Species of flowering plant

Acourtia microcephala is a species of flowering plant in the family Asteraceae known by the common name sacapellote. It is native to southern California and Baja California, where it grows in woodland and chaparral, especially in the coastal mountain ranges.

Acourtia microcephala is a bushy perennial herb producing several erect stems from a woody caudex up to about 1.5 meters in maximum height. The stems branch toward the ends and are densely foliated in toothed, wavy-edged, glandular leaves 2 to 15 centimeters long. The stems and leaves are sticky with exudate. The inflorescences contain clusters of many flower heads, each cylindrical head wrapped in long, flat glandular phyllaries. The flower heads are discoid, containing only disc florets and no ray florets. Each disc floret has two lips, the outer of which is long, flat, and usually bright pink, and easily mistaken for a ligule.

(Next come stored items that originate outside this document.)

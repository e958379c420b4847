//! SQLite schema for the business database.
//!
//! Ids are UUID strings, dates are ISO `YYYY-MM-DD` text and money is REAL.
//! Column order matters: generic record queries rely on `id` being first and
//! `created_at`/`updated_at` being last.

use crate::sqlite_column;
use crate::sqlite_persistence::{
    Column, ForeignKey, ForeignKeyOnChange, SqlType, Table, VersionedSchema, DEFAULT_TIMESTAMP,
};

const ID_COLUMN: Column = sqlite_column!(
    "id",
    &SqlType::Text,
    is_primary_key = true,
    non_null = true
);
const CREATED_AT_COLUMN: Column = sqlite_column!(
    "created_at",
    &SqlType::Integer,
    non_null = true,
    default_value = Some(DEFAULT_TIMESTAMP)
);
const UPDATED_AT_COLUMN: Column = sqlite_column!(
    "updated_at",
    &SqlType::Integer,
    non_null = true,
    default_value = Some(DEFAULT_TIMESTAMP)
);

const BILLBOARD_CASCADE: ForeignKey = ForeignKey {
    foreign_table: "billboards",
    foreign_column: "id",
    on_delete: ForeignKeyOnChange::Cascade,
};
const CLIENT_CASCADE: ForeignKey = ForeignKey {
    foreign_table: "clients",
    foreign_column: "id",
    on_delete: ForeignKeyOnChange::Cascade,
};
const PARTNER_CASCADE: ForeignKey = ForeignKey {
    foreign_table: "partners",
    foreign_column: "id",
    on_delete: ForeignKeyOnChange::Cascade,
};
const PARTNER_SET_NULL: ForeignKey = ForeignKey {
    foreign_table: "partners",
    foreign_column: "id",
    on_delete: ForeignKeyOnChange::SetNull,
};
const LAND_OWNER_CASCADE: ForeignKey = ForeignKey {
    foreign_table: "land_owners",
    foreign_column: "id",
    on_delete: ForeignKeyOnChange::Cascade,
};
const LAND_OWNER_SET_NULL: ForeignKey = ForeignKey {
    foreign_table: "land_owners",
    foreign_column: "id",
    on_delete: ForeignKeyOnChange::SetNull,
};
const RENTAL_CASCADE: ForeignKey = ForeignKey {
    foreign_table: "billboard_rentals",
    foreign_column: "id",
    on_delete: ForeignKeyOnChange::Cascade,
};

pub const LAND_OWNERS_TABLE: Table = Table {
    name: "land_owners",
    columns: &[
        ID_COLUMN,
        sqlite_column!("name", &SqlType::Text, non_null = true),
        sqlite_column!("contact_person", &SqlType::Text),
        sqlite_column!("email", &SqlType::Text),
        sqlite_column!("phone", &SqlType::Text),
        sqlite_column!("address", &SqlType::Text),
        CREATED_AT_COLUMN,
        UPDATED_AT_COLUMN,
    ],
    indices: &[],
    unique_constraints: &[],
};

pub const BILLBOARDS_TABLE: Table = Table {
    name: "billboards",
    columns: &[
        ID_COLUMN,
        sqlite_column!("billboard_identifier", &SqlType::Text),
        sqlite_column!("location", &SqlType::Text, non_null = true),
        sqlite_column!("size", &SqlType::Text, non_null = true),
        sqlite_column!("billboard_type", &SqlType::Text, non_null = true),
        sqlite_column!(
            "status",
            &SqlType::Text,
            non_null = true,
            default_value = Some("'Available'")
        ),
        sqlite_column!("total_sft", &SqlType::Real),
        sqlite_column!("installation_cost", &SqlType::Real),
        sqlite_column!("total_installation_cost", &SqlType::Real),
        sqlite_column!("installation_date", &SqlType::Text),
        sqlite_column!(
            "land_owner_id",
            &SqlType::Text,
            foreign_key = Some(&LAND_OWNER_SET_NULL)
        ),
        sqlite_column!("rent_amount", &SqlType::Real),
        sqlite_column!("payment_month", &SqlType::Text),
        sqlite_column!("agreement_start_date", &SqlType::Text),
        sqlite_column!("agreement_end_date", &SqlType::Text),
        sqlite_column!("agreement_document_url", &SqlType::Text),
        sqlite_column!(
            "image_urls",
            &SqlType::Text,
            non_null = true,
            default_value = Some("'[]'")
        ),
        CREATED_AT_COLUMN,
        UPDATED_AT_COLUMN,
    ],
    indices: &[
        ("idx_billboards_status", "status"),
        ("idx_billboards_land_owner", "land_owner_id"),
    ],
    unique_constraints: &[],
};

pub const CLIENTS_TABLE: Table = Table {
    name: "clients",
    columns: &[
        ID_COLUMN,
        sqlite_column!("company_name", &SqlType::Text, non_null = true),
        sqlite_column!("contact_person", &SqlType::Text, non_null = true),
        sqlite_column!("contact_email", &SqlType::Text, non_null = true),
        sqlite_column!("contact_phone", &SqlType::Text),
        sqlite_column!("industry", &SqlType::Text),
        sqlite_column!("billing_address", &SqlType::Text),
        CREATED_AT_COLUMN,
        UPDATED_AT_COLUMN,
    ],
    indices: &[],
    unique_constraints: &[],
};

pub const PARTNERS_TABLE: Table = Table {
    name: "partners",
    columns: &[
        ID_COLUMN,
        sqlite_column!("name", &SqlType::Text, non_null = true),
        sqlite_column!("contact_person", &SqlType::Text),
        sqlite_column!("email", &SqlType::Text),
        sqlite_column!("phone", &SqlType::Text),
        sqlite_column!("address", &SqlType::Text),
        CREATED_AT_COLUMN,
        UPDATED_AT_COLUMN,
    ],
    indices: &[],
    unique_constraints: &[],
};

pub const RENTALS_TABLE: Table = Table {
    name: "billboard_rentals",
    columns: &[
        ID_COLUMN,
        sqlite_column!(
            "billboard_id",
            &SqlType::Text,
            non_null = true,
            foreign_key = Some(&BILLBOARD_CASCADE)
        ),
        sqlite_column!(
            "client_id",
            &SqlType::Text,
            non_null = true,
            foreign_key = Some(&CLIENT_CASCADE)
        ),
        sqlite_column!("start_date", &SqlType::Text, non_null = true),
        sqlite_column!("end_date", &SqlType::Text, non_null = true),
        sqlite_column!("rental_amount", &SqlType::Real, non_null = true),
        sqlite_column!(
            "invoice_date",
            &SqlType::Integer,
            non_null = true,
            default_value = Some("1")
        ),
        sqlite_column!(
            "invoice_frequency",
            &SqlType::Text,
            non_null = true,
            default_value = Some("'Monthly'")
        ),
        sqlite_column!("payment_structure", &SqlType::Text),
        sqlite_column!(
            "status",
            &SqlType::Text,
            non_null = true,
            default_value = Some("'Active'")
        ),
        sqlite_column!("contract_document_url", &SqlType::Text),
        sqlite_column!("notes", &SqlType::Text),
        CREATED_AT_COLUMN,
        UPDATED_AT_COLUMN,
    ],
    indices: &[
        ("idx_rentals_billboard", "billboard_id"),
        ("idx_rentals_client", "client_id"),
    ],
    unique_constraints: &[],
};

pub const CLIENT_PAYMENTS_TABLE: Table = Table {
    name: "client_payments",
    columns: &[
        ID_COLUMN,
        sqlite_column!(
            "rental_id",
            &SqlType::Text,
            non_null = true,
            foreign_key = Some(&RENTAL_CASCADE)
        ),
        sqlite_column!("amount", &SqlType::Real, non_null = true),
        sqlite_column!("payment_date", &SqlType::Text, non_null = true),
        sqlite_column!("invoice_period_start", &SqlType::Text, non_null = true),
        sqlite_column!("invoice_period_end", &SqlType::Text, non_null = true),
        sqlite_column!("payment_method", &SqlType::Text),
        sqlite_column!("receipt_id", &SqlType::Text),
        sqlite_column!(
            "status",
            &SqlType::Text,
            non_null = true,
            default_value = Some("'Pending'")
        ),
        sqlite_column!("notes", &SqlType::Text),
        CREATED_AT_COLUMN,
        UPDATED_AT_COLUMN,
    ],
    indices: &[("idx_client_payments_rental", "rental_id")],
    unique_constraints: &[],
};

pub const INSTALLATION_COSTS_TABLE: Table = Table {
    name: "installation_costs",
    columns: &[
        ID_COLUMN,
        sqlite_column!(
            "billboard_id",
            &SqlType::Text,
            non_null = true,
            foreign_key = Some(&BILLBOARD_CASCADE)
        ),
        sqlite_column!(
            "partner_id",
            &SqlType::Text,
            foreign_key = Some(&PARTNER_SET_NULL)
        ),
        sqlite_column!("cost_type", &SqlType::Text, non_null = true),
        sqlite_column!("amount", &SqlType::Real, non_null = true),
        sqlite_column!("payment_date", &SqlType::Text, non_null = true),
        sqlite_column!("payment_method", &SqlType::Text),
        sqlite_column!("description", &SqlType::Text),
        sqlite_column!("receipt_url", &SqlType::Text),
        CREATED_AT_COLUMN,
        UPDATED_AT_COLUMN,
    ],
    indices: &[("idx_installation_costs_billboard", "billboard_id")],
    unique_constraints: &[],
};

pub const LAND_OWNER_PAYMENTS_TABLE: Table = Table {
    name: "land_owner_payments",
    columns: &[
        ID_COLUMN,
        sqlite_column!(
            "billboard_id",
            &SqlType::Text,
            non_null = true,
            foreign_key = Some(&BILLBOARD_CASCADE)
        ),
        sqlite_column!(
            "land_owner_id",
            &SqlType::Text,
            non_null = true,
            foreign_key = Some(&LAND_OWNER_CASCADE)
        ),
        sqlite_column!("amount", &SqlType::Real, non_null = true),
        sqlite_column!("payment_year_start", &SqlType::Text, non_null = true),
        sqlite_column!("payment_year_end", &SqlType::Text, non_null = true),
        sqlite_column!("payment_date", &SqlType::Text),
        sqlite_column!("payment_method", &SqlType::Text),
        sqlite_column!(
            "status",
            &SqlType::Text,
            non_null = true,
            default_value = Some("'Pending'")
        ),
        sqlite_column!("notes", &SqlType::Text),
        CREATED_AT_COLUMN,
        UPDATED_AT_COLUMN,
    ],
    indices: &[("idx_land_owner_payments_owner", "land_owner_id")],
    unique_constraints: &[],
};

pub const PARTNER_INVESTMENTS_TABLE: Table = Table {
    name: "partner_investments",
    columns: &[
        ID_COLUMN,
        sqlite_column!(
            "billboard_id",
            &SqlType::Text,
            non_null = true,
            foreign_key = Some(&BILLBOARD_CASCADE)
        ),
        sqlite_column!(
            "partner_id",
            &SqlType::Text,
            non_null = true,
            foreign_key = Some(&PARTNER_CASCADE)
        ),
        sqlite_column!("investment_amount", &SqlType::Real, non_null = true),
        sqlite_column!("investment_percentage", &SqlType::Real, non_null = true),
        sqlite_column!("investment_date", &SqlType::Text, non_null = true),
        sqlite_column!("purpose", &SqlType::Text, non_null = true),
        sqlite_column!("notes", &SqlType::Text),
        CREATED_AT_COLUMN,
        UPDATED_AT_COLUMN,
    ],
    indices: &[
        ("idx_partner_investments_billboard", "billboard_id"),
        ("idx_partner_investments_partner", "partner_id"),
    ],
    unique_constraints: &[],
};

pub const BILLBOARD_DOCUMENTS_TABLE: Table = Table {
    name: "billboard_documents",
    columns: &[
        ID_COLUMN,
        sqlite_column!(
            "billboard_id",
            &SqlType::Text,
            non_null = true,
            foreign_key = Some(&BILLBOARD_CASCADE)
        ),
        sqlite_column!("document_name", &SqlType::Text, non_null = true),
        sqlite_column!("document_type", &SqlType::Text, non_null = true),
        sqlite_column!("document_url", &SqlType::Text, non_null = true),
        sqlite_column!("upload_date", &SqlType::Text, non_null = true),
        sqlite_column!("notes", &SqlType::Text),
        CREATED_AT_COLUMN,
        UPDATED_AT_COLUMN,
    ],
    indices: &[("idx_billboard_documents_billboard", "billboard_id")],
    unique_constraints: &[],
};

pub const BUSINESS_VERSIONED_SCHEMAS: &[VersionedSchema] = &[VersionedSchema {
    version: 0,
    tables: &[
        LAND_OWNERS_TABLE,
        BILLBOARDS_TABLE,
        CLIENTS_TABLE,
        PARTNERS_TABLE,
        RENTALS_TABLE,
        CLIENT_PAYMENTS_TABLE,
        INSTALLATION_COSTS_TABLE,
        LAND_OWNER_PAYMENTS_TABLE,
        PARTNER_INVESTMENTS_TABLE,
        BILLBOARD_DOCUMENTS_TABLE,
    ],
    migration: None,
}];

The fruit is a glandular achene a few millimeters long which has a pappus of bristles up to a centimeter in length.

== Uses ==

=== Traditional medicine ===
This plant had a traditional medicinal use as a laxative. Cahuilla people took decoctions of the plants as a treatment for constipation. Californios adopted the use of the plant as a herbal remedy from indigenous Californians, using decoctions as a diuretic to treat kidney and bladder problems.

In Chumash medicine, sacapellote roots were boiled into a decoction which was drunk to treat severe or chronic coughs, lung congestion, asthma and other pulmonary ailments; this remedy was recorded to have been used by Chumash people into the 1950s. The root decoction was also reportedly applied externally onto sores.